What a day, right? I’m on my way to vote and, frankly, I look a little crazy because I’m so excited that I hardly slept a wink. And it isn’t difficult to see why. So much of the Gen Y discussion we’ve had over the last year or two has been about our entitlement, our coddled youth, our lack of accountability, perspective, and work ethic. Our generation, I’ve been told so many times, hasn’t really been through anything. (Sure, there was 9/11, but could that one day compare to prolonged coming-of-age crises like Vietnam or the Great Depression?)
Well, I think it’s about time we put that argument to rest. Maybe two wars and $4-a-gallon gas this summer weren’t enough to get us the generational street cred, but surely the last few months have finally elevated us to that highest echelon of suffering. As Thomas Friedman put it in his column on Monday, “Never has one generation [i.e., them] spent so much of its children’s [i.e., us] wealth in such a short period of time with so little to show for it as in the Bush years.” Thanks, Mom and Dad.
And for the record, it’s only just beginning. Whatever entitlement we have exhibited will, I think, be quickly quashed by the rapidly approaching obligations of our future. Not only will it cost far more (and be much more necessary, given the competitive landscape) to put our kids through college and beyond, we will also be caring for parents who are living longer and saving less, often because of the circumstances they’ve faced, like layoffs, rising healthcare costs, and of course, the high price of raising us.
All that to say, please, for the love of goodness, go vote.

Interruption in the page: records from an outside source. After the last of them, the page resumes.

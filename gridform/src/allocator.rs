//! Address, subnet and listen port allocation.

use std::collections::{BTreeSet, HashSet};
use std::net::Ipv4Addr;
use std::ops::Range;

use ipnet::Ipv4Net;
use rand::Rng;

use crate::error::{ProvisionError, Result};

/// First and last host id handed out inside a /24. `.0` and `.1` are the
/// network and gateway, `.255` is broadcast.
const FIRST_HOST: u8 = 2;
const LAST_HOST: u8 = 254;

/// Subnet index of the external access point inside a network range.
pub const EXTERNAL_SUBNET_INDEX: u8 = 2;
/// First subnet index handed to nodes.
pub const FIRST_NODE_SUBNET_INDEX: u8 = 3;

/// Allocate the first free machine address in `subnet`.
///
/// Host ids are scanned in order, so the result is deterministic for a given
/// used set.
pub fn allocate_ip(subnet: &Ipv4Net, used: &BTreeSet<Ipv4Addr>) -> Result<Ipv4Addr> {
    let [a, b, c, _] = subnet.network().octets();
    (FIRST_HOST..=LAST_HOST)
        .map(|host| Ipv4Addr::new(a, b, c, host))
        .find(|addr| subnet.contains(addr) && !used.contains(addr))
        .ok_or_else(|| ProvisionError::AddressSpaceExhausted {
            range: subnet.to_string(),
        })
}

/// Allocate a free /24 inside `range`, starting at third-octet index `first_index`.
///
/// `range` must be at least a /16; the index walks the third octet.
pub fn allocate_subnet(
    range: &Ipv4Net,
    used: &BTreeSet<Ipv4Net>,
    first_index: u8,
) -> Result<Ipv4Net> {
    let [a, b, _, _] = range.network().octets();
    (first_index..=u8::MAX)
        .filter_map(|index| Ipv4Net::new(Ipv4Addr::new(a, b, index, 0), 24).ok())
        .find(|subnet| range.contains(subnet) && !used.contains(subnet))
        .ok_or_else(|| ProvisionError::AddressSpaceExhausted {
            range: range.to_string(),
        })
}

/// The /24 reserved for the external access point.
pub fn external_subnet(range: &Ipv4Net) -> Result<Ipv4Net> {
    allocate_subnet(range, &BTreeSet::new(), EXTERNAL_SUBNET_INDEX)
}

/// Sample a listen port in `range` that is not reserved on the node.
///
/// Gives up after `attempts` samples.
pub fn allocate_port<R: Rng>(
    node_id: u32,
    reserved: &HashSet<u16>,
    range: Range<u16>,
    attempts: u32,
    rng: &mut R,
) -> Result<u16> {
    if !range.is_empty() {
        for _ in 0..attempts {
            let port = rng.gen_range(range.clone());
            if !reserved.contains(&port) {
                return Ok(port);
            }
        }
    }
    Err(ProvisionError::PortSpaceExhausted { node_id, attempts })
}

/// Overlay address of a subnet: `a.b.c.d/24` maps to `100.64.b.c/32`.
pub fn overlay_ip(subnet: &Ipv4Net, overlay: &Ipv4Net) -> Ipv4Net {
    let [_, b, c, _] = subnet.network().octets();
    let [o1, o2, _, _] = overlay.network().octets();
    Ipv4Net::from(Ipv4Addr::new(o1, o2, b, c))
}
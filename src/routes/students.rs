use crate::{
    data::student::{NewStudent, Student, StudentPatch},
    error::{InvalidIdSnafu, MalformedBodySnafu, RegistrarResult},
    state::RegistrarState,
};
use axum::{
    Json,
    extract::{Path, State, rejection::JsonRejection},
};
use serde_json::{Value, json};
use snafu::ResultExt;

fn parse_id(raw: String) -> RegistrarResult<i64> {
    raw.parse().context(InvalidIdSnafu { original: raw })
}

pub async fn get_students(
    State(state): State<RegistrarState>,
) -> RegistrarResult<Json<Vec<Student>>> {
    state.list_all().await.map(Json)
}

pub async fn post_student(
    State(state): State<RegistrarState>,
    payload: Result<Json<NewStudent>, JsonRejection>,
) -> RegistrarResult<Json<Student>> {
    let Json(new_student) = payload.context(MalformedBodySnafu)?;
    state.create(new_student).await.map(Json)
}

pub async fn get_student_by_tax_id(
    State(state): State<RegistrarState>,
    Path(tax_id): Path<String>,
) -> RegistrarResult<Json<Student>> {
    state.find_by_tax_id(&tax_id).await.map(Json)
}

pub async fn get_student(
    State(state): State<RegistrarState>,
    Path(id): Path<String>,
) -> RegistrarResult<Json<Student>> {
    let id = parse_id(id)?;
    state.find_by_id(id).await.map(Json)
}

pub async fn patch_student(
    State(state): State<RegistrarState>,
    Path(id): Path<String>,
    payload: Result<Json<StudentPatch>, JsonRejection>,
) -> RegistrarResult<Json<Student>> {
    let id = parse_id(id)?;
    let Json(patch) = payload.context(MalformedBodySnafu)?;

    state.update(id, patch).await.map(Json)
}

pub async fn delete_student(
    State(state): State<RegistrarState>,
    Path(id): Path<String>,
) -> RegistrarResult<Json<Value>> {
    let id = parse_id(id)?;
    state.delete(id).await?;

    Ok(Json(json!({ "data": "Aluno deletado com sucesso" })))
}
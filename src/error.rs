use axum::{
    Json,
    extract::rejection::JsonRejection,
    http::StatusCode,
    response::{IntoResponse, Response},
};
use serde_json::json;
use snafu::Snafu;
use std::num::ParseIntError;

pub type RegistrarResult<T> = Result<T, RegistrarError>;

#[derive(Debug, Snafu)]
#[snafu(visibility(pub))]
pub enum RegistrarError {
    #[snafu(display("Error opening database"))]
    OpenDatabase { source: sqlx::Error },
    #[snafu(display("Error getting db connection"))]
    GetDatabaseConnection { source: sqlx::Error },
    #[snafu(display("Error making SQL query"))]
    MakeQuery { source: sqlx::Error },
    #[snafu(display("Error commiting SQL transaction"))]
    CommitTransaction { source: sqlx::Error },
    #[snafu(display("Error migrating DB schema"))]
    MigrateError { source: sqlx::migrate::MigrateError },
    #[snafu(display("Unable to retrieve env var `{}`", name))]
    BadEnvVar {
        source: dotenvy::Error,
        name: &'static str,
    },
    #[snafu(display("Unable to parse env var `{}` as a number", name))]
    ParseNumber {
        source: ParseIntError,
        name: &'static str,
    },
    #[snafu(display("Unknown database kind {:?}, expected `postgres` or `sqlite`", kind))]
    UnknownDatabaseKind { kind: String },
    #[snafu(display("Unable to parse student id {:?}", original))]
    InvalidId {
        source: ParseIntError,
        original: String,
    },
    #[snafu(display("Unable to read request body: {}", source))]
    MalformedBody { source: JsonRejection },
    #[snafu(display("Invalid student: {}", problems.join(", ")))]
    InvalidStudent { problems: Vec<String> },
    #[snafu(display("Unable to find student with ID: {}", id))]
    MissingStudent { id: i64 },
    #[snafu(display("Unable to find student with tax ID: {}", tax_id))]
    MissingTaxId { tax_id: String },
}

impl RegistrarError {
    pub fn status_code(&self) -> StatusCode {
        const ISE: StatusCode = StatusCode::INTERNAL_SERVER_ERROR; //internal server error
        const NF: StatusCode = StatusCode::NOT_FOUND; //not found
        const BI: StatusCode = StatusCode::BAD_REQUEST; //bad input

        match self {
            Self::OpenDatabase { .. } | Self::GetDatabaseConnection { .. } => ISE,
            Self::MakeQuery { .. } | Self::CommitTransaction { .. } => ISE,
            Self::MigrateError { .. } => ISE,
            Self::BadEnvVar { .. } | Self::ParseNumber { .. } | Self::UnknownDatabaseKind { .. } => {
                ISE
            }
            Self::InvalidId { .. } | Self::InvalidStudent { .. } => BI,
            Self::MalformedBody { source } => source.status(),
            Self::MissingStudent { .. } | Self::MissingTaxId { .. } => NF,
        }
    }
}

impl IntoResponse for RegistrarError {
    fn into_response(self) -> Response {
        let status_code = self.status_code();

        if status_code.is_server_error() {
            error!(?self, "Error!");
        } else {
            debug!(?self, "Request rejected");
        }
        (status_code, Json(json!({ "error": self.to_string() }))).into_response()
    }
}
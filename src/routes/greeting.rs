use axum::{Json, extract::Path};
use serde_json::{Value, json};

pub async fn get_greeting(Path(name): Path<String>) -> Json<Value> {
    Json(json!({ "API diz": format!("E ai {name}, tudo beleza?") }))
}
use crate::error::{BadEnvVarSnafu, ParseNumberSnafu, RegistrarResult, UnknownDatabaseKindSnafu};
use dotenvy::var;
use secrecy::{ExposeSecret, SecretString};
use snafu::ResultExt;
use std::sync::Arc;

const DEFAULT_SERVER_IP: &str = "127.0.0.1:8080";
const DEFAULT_MAX_CONNECTIONS: u32 = 15;

#[derive(Clone, Debug)]
pub struct RuntimeConfiguration {
    server_ip: String,
    max_connections: u32,
    db_config: Arc<DbConfig>,
}

impl RuntimeConfiguration {
    pub fn new() -> RegistrarResult<Self> {
        let max_connections = match var("DB_MAX_CONNECTIONS") {
            Ok(raw) => raw.parse::<u32>().context(ParseNumberSnafu {
                name: "DB_MAX_CONNECTIONS",
            })?,
            Err(_) => DEFAULT_MAX_CONNECTIONS,
        };

        Ok(Self {
            server_ip: var("REGISTRAR_SERVER_IP").unwrap_or_else(|_| DEFAULT_SERVER_IP.to_string()),
            max_connections,
            db_config: Arc::new(DbConfig::new()?),
        })
    }

    pub fn server_ip(&self) -> &str {
        &self.server_ip
    }

    pub const fn max_connections(&self) -> u32 {
        self.max_connections
    }

    pub fn db_config(&self) -> Arc<DbConfig> {
        self.db_config.clone()
    }
}

/// Where the student table lives. Chosen with `DB_KIND`, defaulting to postgres.
#[derive(Debug)]
pub enum DbConfig {
    Postgres {
        user: String,
        password: SecretString,
        path: String,
        port: u16,
        database: String,
    },
    /// `path` is a file on disk, or `:memory:` for a throwaway database.
    Sqlite { path: String },
}

impl DbConfig {
    pub fn new() -> RegistrarResult<Self> {
        let get_env_var = |name| var(name).context(BadEnvVarSnafu { name });
        let kind = var("DB_KIND").unwrap_or_else(|_| "postgres".to_string());

        match kind.as_str() {
            "postgres" => Ok(Self::Postgres {
                user: get_env_var("DB_USER")?,
                password: SecretString::from(get_env_var("DB_PASSWORD")?),
                path: get_env_var("DB_PATH")?,
                port: get_env_var("DB_PORT")?
                    .parse()
                    .context(ParseNumberSnafu { name: "DB_PORT" })?,
                database: get_env_var("DB_NAME")?,
            }),
            "sqlite" => Ok(Self::Sqlite {
                path: get_env_var("DB_PATH")?,
            }),
            other => UnknownDatabaseKindSnafu { kind: other }.fail(),
        }
    }

    pub fn get_db_path(&self) -> String {
        match self {
            Self::Postgres {
                user,
                password,
                path,
                port,
                database,
            } => format!(
                "postgres://{}:{}@{}:{}/{}",
                user,
                password.expose_secret(),
                path,
                port,
                database
            ),
            Self::Sqlite { path } if path == ":memory:" => "sqlite::memory:".to_string(),
            Self::Sqlite { path } => format!("sqlite://{path}"),
        }
    }

    pub fn is_in_memory(&self) -> bool {
        matches!(self, Self::Sqlite { path } if path.as_str() == ":memory:")
    }
}
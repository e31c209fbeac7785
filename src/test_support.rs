#![cfg(test)]
use crate::{
    config::DbConfig,
    data::{
        sql_store::SqliteStudentStore,
        student::{NewStudent, Student},
    },
    state::{RegistrarState, open_sqlite},
};
use axum::{
    Router,
    body::{Body, to_bytes},
    http::{Request, StatusCode},
};
use serde_json::Value;
use std::sync::Arc;
use tower::ServiceExt;

pub async fn in_memory_store() -> SqliteStudentStore {
    let db_config = DbConfig::Sqlite {
        path: ":memory:".to_string(),
    };
    open_sqlite(&db_config, 1)
        .await
        .expect("open in-memory database")
}

pub async fn in_memory_state() -> RegistrarState {
    RegistrarState::from_store(Arc::new(in_memory_store().await))
}

pub fn mock_student() -> NewStudent {
    NewStudent {
        name: "Nome aluno teste".to_string(),
        tax_id: "12345678910".to_string(),
        national_id: "123456789".to_string(),
    }
}

pub async fn create_mock_student(state: &RegistrarState) -> Student {
    state
        .create(mock_student())
        .await
        .expect("create mock student")
}

pub async fn delete_mock_student(state: &RegistrarState, id: i64) {
    state.delete(id).await.expect("delete mock student");
}

/// Runs one request through `app` and decodes the JSON body.
pub async fn send(app: Router, request: Request<Body>) -> (StatusCode, Value) {
    let response = app.oneshot(request).await.expect("infallible router");
    let status = response.status();
    let bytes = to_bytes(response.into_body(), usize::MAX)
        .await
        .expect("read response body");

    (status, serde_json::from_slice(&bytes).expect("JSON body"))
}
use crate::error::{InvalidStudentSnafu, RegistrarResult};
use serde::{Deserialize, Serialize};
use snafu::ensure;

const TAX_ID_LEN: usize = 11;
const NATIONAL_ID_LEN: usize = 9;

#[derive(Serialize, Deserialize, Debug, Clone, PartialEq, Eq, sqlx::FromRow)]
pub struct Student {
    pub id: i64,
    pub name: String,
    pub tax_id: String,
    pub national_id: String,
}

#[derive(Serialize, Deserialize, Debug, Clone)]
pub struct NewStudent {
    pub name: String,
    pub tax_id: String,
    pub national_id: String,
}

/// Body of a partial update. Missing, `null` and empty fields all leave the stored value alone.
#[derive(Deserialize, Debug, Clone, Default)]
pub struct StudentPatch {
    pub name: Option<String>,
    pub tax_id: Option<String>,
    pub national_id: Option<String>,
}

impl Student {
    /// Overlays every field present in `patch` onto `self`, keeping the rest.
    #[must_use]
    pub fn merged_with(mut self, patch: StudentPatch) -> Self {
        let StudentPatch {
            name,
            tax_id,
            national_id,
        } = patch;

        overlay(&mut self.name, name);
        overlay(&mut self.tax_id, tax_id);
        overlay(&mut self.national_id, national_id);

        self
    }

    pub fn validate(&self) -> RegistrarResult<()> {
        validate_fields(&self.name, &self.tax_id, &self.national_id)
    }
}

impl NewStudent {
    pub fn validate(&self) -> RegistrarResult<()> {
        validate_fields(&self.name, &self.tax_id, &self.national_id)
    }
}

fn overlay(field: &mut String, value: Option<String>) {
    if let Some(value) = value.filter(|value| !value.is_empty()) {
        *field = value;
    }
}

fn is_digits_of_len(value: &str, len: usize) -> bool {
    value.len() == len && value.bytes().all(|b| b.is_ascii_digit())
}

fn validate_fields(name: &str, tax_id: &str, national_id: &str) -> RegistrarResult<()> {
    let mut problems = vec![];

    if name.trim().is_empty() {
        problems.push("name must not be empty".to_string());
    }
    if !is_digits_of_len(tax_id, TAX_ID_LEN) {
        problems.push(format!("tax_id must be {TAX_ID_LEN} digits"));
    }
    if !is_digits_of_len(national_id, NATIONAL_ID_LEN) {
        problems.push(format!("national_id must be {NATIONAL_ID_LEN} digits"));
    }

    ensure!(problems.is_empty(), InvalidStudentSnafu { problems });
    Ok(())
}

#[cfg(test)]
mod tests {
    use super::*;
    use crate::error::RegistrarError;

    fn existing() -> Student {
        Student {
            id: 4,
            name: "Nome aluno teste".to_string(),
            tax_id: "12345678910".to_string(),
            national_id: "123456789".to_string(),
        }
    }

    #[test]
    fn merge_only_overwrites_present_fields() {
        let patch = StudentPatch {
            tax_id: Some("02345678910".to_string()),
            national_id: Some("123456460".to_string()),
            ..StudentPatch::default()
        };

        let merged = existing().merged_with(patch);

        assert_eq!(merged.id, 4);
        assert_eq!(merged.name, "Nome aluno teste");
        assert_eq!(merged.tax_id, "02345678910");
        assert_eq!(merged.national_id, "123456460");
    }

    #[test]
    fn merge_ignores_empty_strings() {
        let patch = StudentPatch {
            name: Some(String::new()),
            tax_id: Some("02345678910".to_string()),
            national_id: None,
        };

        let merged = existing().merged_with(patch);

        assert_eq!(merged.name, "Nome aluno teste");
        assert_eq!(merged.tax_id, "02345678910");
        assert_eq!(merged.national_id, "123456789");
    }

    #[test]
    fn merge_is_idempotent() {
        let patch = StudentPatch {
            tax_id: Some("02345678910".to_string()),
            ..StudentPatch::default()
        };

        let once = existing().merged_with(patch.clone());
        let twice = once.clone().merged_with(patch);

        assert_eq!(once, twice);
    }

    #[test]
    fn empty_patch_changes_nothing() {
        assert_eq!(existing().merged_with(StudentPatch::default()), existing());
    }

    #[test]
    fn patch_body_fields_are_all_optional() {
        let patch: StudentPatch = serde_json::from_str(r#"{"tax_id": "02345678910"}"#).unwrap();

        assert_eq!(patch.name, None);
        assert_eq!(patch.tax_id.as_deref(), Some("02345678910"));
        assert_eq!(patch.national_id, None);
    }

    #[test]
    fn valid_student_passes() {
        assert!(existing().validate().is_ok());
    }

    #[test]
    fn validation_reports_every_bad_field() {
        let student = NewStudent {
            name: "  ".to_string(),
            tax_id: "1234567891a".to_string(),
            national_id: "12345".to_string(),
        };

        match student.validate() {
            Err(RegistrarError::InvalidStudent { problems }) => assert_eq!(problems.len(), 3),
            other => panic!("expected InvalidStudent, got {other:?}"),
        }
    }
}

Whatever the immediate stakes for our country, the long-term significance of this day for us simply can’t be overstated. When sociologists look back at the formative moments of our lifetime, will 2008 be the year whose financial crisis began all our troubles, or the one whose election set the tone for our country’s recovery? Every election, there’s big talk of the youth vote, and just about every election, it amounts to a big pile of hype. (Howard Dean, anyone?) So this year, think of it as a life vote. Whatever your views, whomever you support, you actually do have a chance to shape the rest of our collective life today. Take it. Or don’t — and your friends (and I!) will hold you personally responsible for every calamity that befalls us forever more.